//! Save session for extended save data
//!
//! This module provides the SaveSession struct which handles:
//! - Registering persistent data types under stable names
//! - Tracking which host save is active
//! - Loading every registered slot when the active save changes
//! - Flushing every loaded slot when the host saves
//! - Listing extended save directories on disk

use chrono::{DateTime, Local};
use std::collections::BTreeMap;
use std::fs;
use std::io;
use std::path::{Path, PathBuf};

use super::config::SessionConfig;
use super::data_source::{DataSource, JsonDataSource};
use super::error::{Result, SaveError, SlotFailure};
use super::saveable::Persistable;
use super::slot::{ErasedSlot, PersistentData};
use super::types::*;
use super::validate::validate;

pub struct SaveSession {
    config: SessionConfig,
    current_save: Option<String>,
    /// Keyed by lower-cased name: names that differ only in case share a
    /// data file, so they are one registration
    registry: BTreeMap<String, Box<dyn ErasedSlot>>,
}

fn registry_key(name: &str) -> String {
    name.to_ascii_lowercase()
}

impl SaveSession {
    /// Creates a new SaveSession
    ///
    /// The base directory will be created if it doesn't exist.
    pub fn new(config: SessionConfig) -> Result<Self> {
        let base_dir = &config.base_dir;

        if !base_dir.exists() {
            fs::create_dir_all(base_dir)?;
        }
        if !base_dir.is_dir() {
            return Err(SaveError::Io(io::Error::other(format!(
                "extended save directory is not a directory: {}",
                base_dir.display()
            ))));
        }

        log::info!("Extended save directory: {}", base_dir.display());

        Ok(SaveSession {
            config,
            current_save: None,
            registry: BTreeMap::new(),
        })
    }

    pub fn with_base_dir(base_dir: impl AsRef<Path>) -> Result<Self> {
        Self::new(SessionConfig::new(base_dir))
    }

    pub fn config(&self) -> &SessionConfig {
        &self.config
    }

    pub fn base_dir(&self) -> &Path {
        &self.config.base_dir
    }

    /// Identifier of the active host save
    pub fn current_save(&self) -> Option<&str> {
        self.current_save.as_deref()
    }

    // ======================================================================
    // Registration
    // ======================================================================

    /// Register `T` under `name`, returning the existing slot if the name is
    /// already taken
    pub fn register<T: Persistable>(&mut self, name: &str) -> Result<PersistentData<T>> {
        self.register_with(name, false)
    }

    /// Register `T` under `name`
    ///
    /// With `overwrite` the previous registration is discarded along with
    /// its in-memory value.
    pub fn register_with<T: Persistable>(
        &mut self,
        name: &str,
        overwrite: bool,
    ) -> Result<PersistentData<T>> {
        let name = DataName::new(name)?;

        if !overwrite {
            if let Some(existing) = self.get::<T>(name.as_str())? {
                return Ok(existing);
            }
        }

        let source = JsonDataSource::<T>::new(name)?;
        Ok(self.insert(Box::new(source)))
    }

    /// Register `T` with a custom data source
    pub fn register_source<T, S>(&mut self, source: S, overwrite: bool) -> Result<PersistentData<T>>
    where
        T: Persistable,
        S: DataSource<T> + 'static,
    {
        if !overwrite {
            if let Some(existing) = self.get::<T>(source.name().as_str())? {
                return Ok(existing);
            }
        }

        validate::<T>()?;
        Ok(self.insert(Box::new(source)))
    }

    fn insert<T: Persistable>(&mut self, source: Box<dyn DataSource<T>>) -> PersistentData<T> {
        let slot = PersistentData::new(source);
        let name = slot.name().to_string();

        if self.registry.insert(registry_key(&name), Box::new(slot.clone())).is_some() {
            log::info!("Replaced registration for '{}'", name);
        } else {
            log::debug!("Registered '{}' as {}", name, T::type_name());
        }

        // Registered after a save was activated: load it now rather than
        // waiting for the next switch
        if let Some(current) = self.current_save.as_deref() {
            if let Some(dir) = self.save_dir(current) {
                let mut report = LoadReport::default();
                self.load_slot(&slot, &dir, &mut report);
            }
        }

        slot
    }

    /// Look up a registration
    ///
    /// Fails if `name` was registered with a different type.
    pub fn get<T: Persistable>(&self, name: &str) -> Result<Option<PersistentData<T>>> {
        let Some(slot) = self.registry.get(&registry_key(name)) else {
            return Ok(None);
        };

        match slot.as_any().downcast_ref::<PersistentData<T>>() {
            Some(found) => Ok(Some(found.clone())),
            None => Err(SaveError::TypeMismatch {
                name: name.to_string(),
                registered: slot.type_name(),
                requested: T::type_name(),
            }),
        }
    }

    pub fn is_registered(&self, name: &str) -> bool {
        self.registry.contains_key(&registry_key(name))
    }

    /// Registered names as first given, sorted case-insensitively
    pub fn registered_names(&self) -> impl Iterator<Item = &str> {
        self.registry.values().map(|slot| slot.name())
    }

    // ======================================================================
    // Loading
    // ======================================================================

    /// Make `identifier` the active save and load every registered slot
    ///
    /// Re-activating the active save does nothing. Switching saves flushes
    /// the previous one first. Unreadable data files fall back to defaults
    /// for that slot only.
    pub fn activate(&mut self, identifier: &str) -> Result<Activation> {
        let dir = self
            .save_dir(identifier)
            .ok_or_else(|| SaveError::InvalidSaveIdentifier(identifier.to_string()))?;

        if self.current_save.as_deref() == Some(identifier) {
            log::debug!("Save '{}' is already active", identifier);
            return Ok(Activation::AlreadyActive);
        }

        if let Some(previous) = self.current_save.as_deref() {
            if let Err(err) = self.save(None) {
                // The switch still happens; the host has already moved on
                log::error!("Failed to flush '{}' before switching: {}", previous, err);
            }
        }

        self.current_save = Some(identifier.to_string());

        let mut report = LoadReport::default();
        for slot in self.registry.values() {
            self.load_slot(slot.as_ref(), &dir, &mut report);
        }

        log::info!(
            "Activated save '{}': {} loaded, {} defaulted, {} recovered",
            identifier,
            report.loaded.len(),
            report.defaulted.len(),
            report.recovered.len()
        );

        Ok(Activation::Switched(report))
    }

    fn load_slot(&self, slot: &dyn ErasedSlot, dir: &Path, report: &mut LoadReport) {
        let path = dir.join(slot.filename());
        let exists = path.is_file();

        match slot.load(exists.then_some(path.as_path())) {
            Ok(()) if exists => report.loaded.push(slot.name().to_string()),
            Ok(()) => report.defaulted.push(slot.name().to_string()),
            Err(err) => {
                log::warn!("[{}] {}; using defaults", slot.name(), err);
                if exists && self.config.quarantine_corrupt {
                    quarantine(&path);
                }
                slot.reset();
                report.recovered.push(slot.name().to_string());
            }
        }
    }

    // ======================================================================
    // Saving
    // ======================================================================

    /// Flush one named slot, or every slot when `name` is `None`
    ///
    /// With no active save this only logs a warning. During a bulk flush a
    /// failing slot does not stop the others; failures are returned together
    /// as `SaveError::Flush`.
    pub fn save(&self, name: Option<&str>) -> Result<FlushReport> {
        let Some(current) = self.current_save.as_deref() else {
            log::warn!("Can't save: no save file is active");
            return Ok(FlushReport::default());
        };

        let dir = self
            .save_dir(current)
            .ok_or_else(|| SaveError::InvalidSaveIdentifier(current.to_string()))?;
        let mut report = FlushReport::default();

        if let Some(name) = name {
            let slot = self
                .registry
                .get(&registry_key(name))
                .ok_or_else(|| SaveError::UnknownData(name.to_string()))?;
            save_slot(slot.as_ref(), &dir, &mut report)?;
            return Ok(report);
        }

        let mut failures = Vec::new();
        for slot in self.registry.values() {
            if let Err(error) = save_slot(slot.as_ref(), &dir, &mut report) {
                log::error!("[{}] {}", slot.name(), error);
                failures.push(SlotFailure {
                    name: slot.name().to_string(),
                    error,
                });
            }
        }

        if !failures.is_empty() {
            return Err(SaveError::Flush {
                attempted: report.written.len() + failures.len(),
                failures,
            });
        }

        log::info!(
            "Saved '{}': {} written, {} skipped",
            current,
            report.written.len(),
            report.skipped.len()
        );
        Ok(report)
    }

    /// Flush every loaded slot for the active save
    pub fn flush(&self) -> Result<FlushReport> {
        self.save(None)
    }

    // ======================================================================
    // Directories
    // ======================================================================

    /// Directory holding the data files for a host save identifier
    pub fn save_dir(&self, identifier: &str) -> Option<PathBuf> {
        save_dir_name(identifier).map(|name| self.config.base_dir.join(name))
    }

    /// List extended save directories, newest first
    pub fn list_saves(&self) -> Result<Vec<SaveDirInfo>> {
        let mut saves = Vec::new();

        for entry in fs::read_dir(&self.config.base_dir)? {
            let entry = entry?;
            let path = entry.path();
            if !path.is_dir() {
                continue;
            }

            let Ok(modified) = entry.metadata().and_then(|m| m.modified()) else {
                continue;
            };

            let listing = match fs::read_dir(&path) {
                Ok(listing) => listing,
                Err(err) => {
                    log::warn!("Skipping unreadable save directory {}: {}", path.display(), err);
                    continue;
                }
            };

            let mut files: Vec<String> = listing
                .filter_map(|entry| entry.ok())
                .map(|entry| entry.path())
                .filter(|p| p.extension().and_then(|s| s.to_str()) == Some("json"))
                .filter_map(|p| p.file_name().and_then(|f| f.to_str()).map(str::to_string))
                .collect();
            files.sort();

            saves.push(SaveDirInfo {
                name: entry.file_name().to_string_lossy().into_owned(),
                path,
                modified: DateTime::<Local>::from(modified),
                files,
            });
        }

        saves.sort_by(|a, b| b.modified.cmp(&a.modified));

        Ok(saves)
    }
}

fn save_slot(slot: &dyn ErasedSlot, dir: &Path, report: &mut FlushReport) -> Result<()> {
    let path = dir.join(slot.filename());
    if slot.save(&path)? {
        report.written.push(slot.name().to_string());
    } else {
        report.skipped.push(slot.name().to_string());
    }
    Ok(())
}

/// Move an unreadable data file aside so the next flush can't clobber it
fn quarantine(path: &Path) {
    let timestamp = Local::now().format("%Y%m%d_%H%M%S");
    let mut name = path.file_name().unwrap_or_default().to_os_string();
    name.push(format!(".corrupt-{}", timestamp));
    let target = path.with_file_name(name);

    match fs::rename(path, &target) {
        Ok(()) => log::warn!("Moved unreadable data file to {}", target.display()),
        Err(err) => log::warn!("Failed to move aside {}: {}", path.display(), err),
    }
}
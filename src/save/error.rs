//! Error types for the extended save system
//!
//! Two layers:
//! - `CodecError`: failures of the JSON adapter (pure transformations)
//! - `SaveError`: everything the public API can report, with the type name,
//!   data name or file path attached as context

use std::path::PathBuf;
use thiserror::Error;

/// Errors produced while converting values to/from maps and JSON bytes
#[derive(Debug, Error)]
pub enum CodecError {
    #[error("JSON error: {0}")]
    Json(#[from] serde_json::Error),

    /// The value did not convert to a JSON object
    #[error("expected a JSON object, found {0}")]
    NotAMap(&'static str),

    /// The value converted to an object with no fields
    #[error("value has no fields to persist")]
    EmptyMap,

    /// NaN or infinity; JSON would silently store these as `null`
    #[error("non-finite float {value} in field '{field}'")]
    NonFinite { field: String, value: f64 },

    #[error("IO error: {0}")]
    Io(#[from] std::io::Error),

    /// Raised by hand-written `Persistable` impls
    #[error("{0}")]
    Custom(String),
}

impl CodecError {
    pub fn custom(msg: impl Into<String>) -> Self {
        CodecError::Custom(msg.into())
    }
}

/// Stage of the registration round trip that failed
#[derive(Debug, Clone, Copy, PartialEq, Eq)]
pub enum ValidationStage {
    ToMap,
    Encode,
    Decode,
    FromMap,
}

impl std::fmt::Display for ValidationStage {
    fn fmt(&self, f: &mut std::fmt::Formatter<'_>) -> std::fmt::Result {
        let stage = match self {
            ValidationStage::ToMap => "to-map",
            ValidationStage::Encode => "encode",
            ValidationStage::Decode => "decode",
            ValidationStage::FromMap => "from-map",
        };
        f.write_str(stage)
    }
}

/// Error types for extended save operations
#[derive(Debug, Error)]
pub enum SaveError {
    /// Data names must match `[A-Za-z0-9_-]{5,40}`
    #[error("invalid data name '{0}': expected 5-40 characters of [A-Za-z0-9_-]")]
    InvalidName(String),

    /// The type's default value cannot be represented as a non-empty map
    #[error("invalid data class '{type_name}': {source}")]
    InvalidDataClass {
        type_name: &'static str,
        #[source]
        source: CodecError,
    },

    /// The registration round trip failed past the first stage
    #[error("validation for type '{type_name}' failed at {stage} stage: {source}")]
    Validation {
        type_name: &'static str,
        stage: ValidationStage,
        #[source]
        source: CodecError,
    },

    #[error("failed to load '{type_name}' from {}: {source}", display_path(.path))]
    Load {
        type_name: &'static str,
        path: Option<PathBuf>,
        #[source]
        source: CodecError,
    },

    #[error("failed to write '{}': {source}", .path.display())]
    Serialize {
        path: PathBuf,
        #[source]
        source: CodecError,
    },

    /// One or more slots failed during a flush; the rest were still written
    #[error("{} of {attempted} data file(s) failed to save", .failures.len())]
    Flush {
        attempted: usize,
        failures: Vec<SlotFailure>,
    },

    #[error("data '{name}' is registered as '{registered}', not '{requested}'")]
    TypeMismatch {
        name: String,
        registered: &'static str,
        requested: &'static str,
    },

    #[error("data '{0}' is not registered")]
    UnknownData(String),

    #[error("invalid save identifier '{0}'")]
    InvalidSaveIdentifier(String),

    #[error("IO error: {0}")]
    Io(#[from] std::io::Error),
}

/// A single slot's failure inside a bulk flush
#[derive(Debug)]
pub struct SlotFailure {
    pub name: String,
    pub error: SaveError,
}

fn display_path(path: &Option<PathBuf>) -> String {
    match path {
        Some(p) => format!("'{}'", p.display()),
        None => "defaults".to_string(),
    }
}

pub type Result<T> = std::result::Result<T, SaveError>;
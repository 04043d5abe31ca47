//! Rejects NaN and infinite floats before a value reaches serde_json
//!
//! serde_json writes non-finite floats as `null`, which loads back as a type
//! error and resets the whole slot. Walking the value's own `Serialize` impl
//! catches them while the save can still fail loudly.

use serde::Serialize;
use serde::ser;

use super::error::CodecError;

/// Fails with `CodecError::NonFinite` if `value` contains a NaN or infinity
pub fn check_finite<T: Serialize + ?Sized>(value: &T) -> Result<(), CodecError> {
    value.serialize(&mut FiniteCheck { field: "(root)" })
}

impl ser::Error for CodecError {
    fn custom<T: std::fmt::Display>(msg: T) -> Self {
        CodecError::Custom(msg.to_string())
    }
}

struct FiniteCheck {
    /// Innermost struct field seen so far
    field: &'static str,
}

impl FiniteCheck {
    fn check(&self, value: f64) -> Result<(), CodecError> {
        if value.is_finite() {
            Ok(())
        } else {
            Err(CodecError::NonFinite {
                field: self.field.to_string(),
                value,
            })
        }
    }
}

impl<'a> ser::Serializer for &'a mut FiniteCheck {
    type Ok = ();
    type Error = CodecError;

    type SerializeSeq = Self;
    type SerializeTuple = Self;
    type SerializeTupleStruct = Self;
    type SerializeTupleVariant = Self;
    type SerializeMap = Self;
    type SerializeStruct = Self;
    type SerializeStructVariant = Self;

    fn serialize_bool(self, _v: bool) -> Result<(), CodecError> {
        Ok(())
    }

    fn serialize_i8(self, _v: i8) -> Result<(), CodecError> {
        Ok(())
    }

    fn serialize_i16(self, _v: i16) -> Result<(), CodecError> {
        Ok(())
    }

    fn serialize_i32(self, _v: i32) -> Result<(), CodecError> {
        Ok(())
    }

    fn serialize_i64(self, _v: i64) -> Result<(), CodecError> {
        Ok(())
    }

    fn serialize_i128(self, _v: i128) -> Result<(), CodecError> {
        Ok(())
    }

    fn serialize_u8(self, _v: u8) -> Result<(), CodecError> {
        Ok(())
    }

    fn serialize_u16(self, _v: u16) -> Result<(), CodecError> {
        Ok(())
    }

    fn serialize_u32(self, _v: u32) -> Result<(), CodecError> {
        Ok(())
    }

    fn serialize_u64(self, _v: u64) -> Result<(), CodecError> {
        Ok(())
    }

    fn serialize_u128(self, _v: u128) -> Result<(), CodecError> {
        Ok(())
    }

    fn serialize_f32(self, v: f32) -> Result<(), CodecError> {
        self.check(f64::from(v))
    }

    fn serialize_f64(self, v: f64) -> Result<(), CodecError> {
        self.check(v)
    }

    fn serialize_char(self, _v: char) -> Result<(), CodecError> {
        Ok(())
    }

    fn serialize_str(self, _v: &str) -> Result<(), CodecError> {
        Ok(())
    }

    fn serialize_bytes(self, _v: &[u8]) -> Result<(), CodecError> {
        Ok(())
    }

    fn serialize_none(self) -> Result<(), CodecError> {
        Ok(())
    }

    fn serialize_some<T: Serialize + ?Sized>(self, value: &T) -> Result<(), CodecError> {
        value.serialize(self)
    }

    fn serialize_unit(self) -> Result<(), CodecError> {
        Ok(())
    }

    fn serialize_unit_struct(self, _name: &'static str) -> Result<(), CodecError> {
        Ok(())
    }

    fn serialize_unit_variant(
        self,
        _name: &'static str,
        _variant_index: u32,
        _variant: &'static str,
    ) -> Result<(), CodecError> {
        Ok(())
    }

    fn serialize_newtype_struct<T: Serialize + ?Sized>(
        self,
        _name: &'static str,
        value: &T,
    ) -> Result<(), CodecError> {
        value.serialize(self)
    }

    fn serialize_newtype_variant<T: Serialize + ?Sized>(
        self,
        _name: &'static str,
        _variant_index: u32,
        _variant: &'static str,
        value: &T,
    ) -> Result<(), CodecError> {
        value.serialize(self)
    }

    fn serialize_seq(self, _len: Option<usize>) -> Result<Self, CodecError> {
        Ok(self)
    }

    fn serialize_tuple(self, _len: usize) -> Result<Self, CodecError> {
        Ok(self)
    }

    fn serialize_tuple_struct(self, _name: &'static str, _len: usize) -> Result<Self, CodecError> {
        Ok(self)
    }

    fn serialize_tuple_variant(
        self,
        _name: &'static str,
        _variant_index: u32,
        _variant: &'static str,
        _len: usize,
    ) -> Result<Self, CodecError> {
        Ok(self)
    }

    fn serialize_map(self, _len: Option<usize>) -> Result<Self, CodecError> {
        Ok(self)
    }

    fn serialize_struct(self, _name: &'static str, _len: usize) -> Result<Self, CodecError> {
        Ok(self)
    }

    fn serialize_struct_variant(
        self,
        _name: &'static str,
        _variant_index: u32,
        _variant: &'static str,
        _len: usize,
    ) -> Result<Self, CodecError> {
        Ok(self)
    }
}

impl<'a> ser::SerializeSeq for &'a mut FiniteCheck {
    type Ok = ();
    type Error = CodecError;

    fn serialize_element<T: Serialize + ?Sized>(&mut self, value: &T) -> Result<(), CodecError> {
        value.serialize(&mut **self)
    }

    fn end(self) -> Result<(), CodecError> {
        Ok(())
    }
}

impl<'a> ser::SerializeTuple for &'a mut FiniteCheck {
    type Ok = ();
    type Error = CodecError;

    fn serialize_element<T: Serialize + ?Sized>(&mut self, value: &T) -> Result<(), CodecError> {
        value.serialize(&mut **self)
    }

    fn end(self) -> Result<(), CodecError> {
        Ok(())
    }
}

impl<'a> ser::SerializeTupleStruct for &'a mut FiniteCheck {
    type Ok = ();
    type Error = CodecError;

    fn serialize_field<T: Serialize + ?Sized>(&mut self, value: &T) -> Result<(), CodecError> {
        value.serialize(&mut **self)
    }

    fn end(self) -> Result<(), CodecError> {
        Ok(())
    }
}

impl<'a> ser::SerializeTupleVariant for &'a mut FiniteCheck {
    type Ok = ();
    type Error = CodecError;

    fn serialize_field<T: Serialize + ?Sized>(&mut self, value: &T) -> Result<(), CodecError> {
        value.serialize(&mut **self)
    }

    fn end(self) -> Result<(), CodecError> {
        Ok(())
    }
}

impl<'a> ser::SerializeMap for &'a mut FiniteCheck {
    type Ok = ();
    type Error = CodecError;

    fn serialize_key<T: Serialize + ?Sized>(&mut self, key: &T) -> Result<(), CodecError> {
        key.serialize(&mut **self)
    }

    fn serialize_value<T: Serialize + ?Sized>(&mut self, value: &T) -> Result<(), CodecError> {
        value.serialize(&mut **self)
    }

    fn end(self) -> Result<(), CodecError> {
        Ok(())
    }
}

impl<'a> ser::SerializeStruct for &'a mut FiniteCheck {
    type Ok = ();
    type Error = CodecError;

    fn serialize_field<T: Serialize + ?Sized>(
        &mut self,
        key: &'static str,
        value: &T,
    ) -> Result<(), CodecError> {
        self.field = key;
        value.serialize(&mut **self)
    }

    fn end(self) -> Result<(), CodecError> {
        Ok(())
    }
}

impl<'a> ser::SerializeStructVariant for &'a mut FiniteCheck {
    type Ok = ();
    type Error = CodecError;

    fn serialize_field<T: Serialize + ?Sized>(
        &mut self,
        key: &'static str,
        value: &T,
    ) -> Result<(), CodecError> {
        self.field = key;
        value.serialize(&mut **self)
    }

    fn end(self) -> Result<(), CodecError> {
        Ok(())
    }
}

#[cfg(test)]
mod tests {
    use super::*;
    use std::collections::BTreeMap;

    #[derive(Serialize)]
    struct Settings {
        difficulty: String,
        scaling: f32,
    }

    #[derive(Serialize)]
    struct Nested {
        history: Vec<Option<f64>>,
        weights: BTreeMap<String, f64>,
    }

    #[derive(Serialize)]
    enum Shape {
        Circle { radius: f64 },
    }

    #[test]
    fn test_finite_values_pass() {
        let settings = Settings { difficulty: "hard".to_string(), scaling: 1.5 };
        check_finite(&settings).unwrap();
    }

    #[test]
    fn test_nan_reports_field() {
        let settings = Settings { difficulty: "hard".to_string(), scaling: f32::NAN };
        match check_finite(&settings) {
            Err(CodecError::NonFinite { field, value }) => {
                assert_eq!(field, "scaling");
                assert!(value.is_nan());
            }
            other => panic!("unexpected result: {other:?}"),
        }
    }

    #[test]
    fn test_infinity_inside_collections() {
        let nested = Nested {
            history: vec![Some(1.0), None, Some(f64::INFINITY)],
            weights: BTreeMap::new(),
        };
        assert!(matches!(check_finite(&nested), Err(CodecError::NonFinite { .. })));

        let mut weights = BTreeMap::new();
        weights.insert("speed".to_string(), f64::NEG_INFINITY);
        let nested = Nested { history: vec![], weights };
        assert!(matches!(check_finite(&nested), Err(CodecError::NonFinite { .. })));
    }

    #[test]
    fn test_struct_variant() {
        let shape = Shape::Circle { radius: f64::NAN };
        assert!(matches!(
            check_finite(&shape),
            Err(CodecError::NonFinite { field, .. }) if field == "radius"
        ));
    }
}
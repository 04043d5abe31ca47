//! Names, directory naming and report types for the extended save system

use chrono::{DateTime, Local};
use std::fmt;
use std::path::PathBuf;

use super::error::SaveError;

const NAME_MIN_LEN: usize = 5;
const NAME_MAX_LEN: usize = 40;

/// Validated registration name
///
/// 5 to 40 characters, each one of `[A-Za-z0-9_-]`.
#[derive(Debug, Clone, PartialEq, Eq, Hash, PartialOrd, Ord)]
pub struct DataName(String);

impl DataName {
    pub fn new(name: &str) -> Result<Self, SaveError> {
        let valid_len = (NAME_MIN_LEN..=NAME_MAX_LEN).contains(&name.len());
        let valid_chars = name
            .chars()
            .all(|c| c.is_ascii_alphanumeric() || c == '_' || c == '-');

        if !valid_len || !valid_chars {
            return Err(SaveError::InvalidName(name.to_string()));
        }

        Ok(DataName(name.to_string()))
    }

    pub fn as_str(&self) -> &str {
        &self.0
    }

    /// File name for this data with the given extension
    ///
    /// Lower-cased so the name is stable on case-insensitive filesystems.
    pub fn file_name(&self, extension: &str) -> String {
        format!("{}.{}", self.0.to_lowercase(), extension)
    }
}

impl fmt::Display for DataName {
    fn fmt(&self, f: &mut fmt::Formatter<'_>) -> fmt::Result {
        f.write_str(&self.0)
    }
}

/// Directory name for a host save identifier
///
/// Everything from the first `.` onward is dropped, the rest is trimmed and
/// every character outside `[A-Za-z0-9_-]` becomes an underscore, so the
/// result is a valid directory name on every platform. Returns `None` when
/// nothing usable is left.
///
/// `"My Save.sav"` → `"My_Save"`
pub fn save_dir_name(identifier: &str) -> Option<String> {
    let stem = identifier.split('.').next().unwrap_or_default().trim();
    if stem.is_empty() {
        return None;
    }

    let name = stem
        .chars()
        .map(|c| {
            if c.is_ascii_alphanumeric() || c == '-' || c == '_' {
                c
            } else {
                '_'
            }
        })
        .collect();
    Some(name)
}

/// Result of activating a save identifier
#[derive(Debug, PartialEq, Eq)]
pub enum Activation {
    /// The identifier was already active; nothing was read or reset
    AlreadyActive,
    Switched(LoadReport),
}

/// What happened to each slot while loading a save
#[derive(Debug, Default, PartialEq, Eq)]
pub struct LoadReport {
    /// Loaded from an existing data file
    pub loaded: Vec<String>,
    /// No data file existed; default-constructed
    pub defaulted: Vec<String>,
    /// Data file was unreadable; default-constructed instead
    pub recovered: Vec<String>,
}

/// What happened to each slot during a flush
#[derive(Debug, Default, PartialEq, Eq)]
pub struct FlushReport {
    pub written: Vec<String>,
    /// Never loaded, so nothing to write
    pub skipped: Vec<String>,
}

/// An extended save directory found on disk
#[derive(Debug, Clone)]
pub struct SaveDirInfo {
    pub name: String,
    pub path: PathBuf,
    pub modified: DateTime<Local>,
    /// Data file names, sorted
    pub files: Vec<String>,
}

= WHAT NEEDS TO BE DONE =
Take each line of the material above that holds the string "insert" and copy it.

= WRITTEN ANSWER =
        Ok(self.insert(Box::new(source)))
        Ok(self.insert(Box::new(source)))
    fn insert<T: Persistable>(&mut self, source: Box<dyn DataSource<T>>) -> PersistentData<T> {
        if self.registry.insert(registry_key(&name), Box::new(slot.clone())).is_some() {
        weights.insert("speed".to_string(), f64::NEG_INFINITY);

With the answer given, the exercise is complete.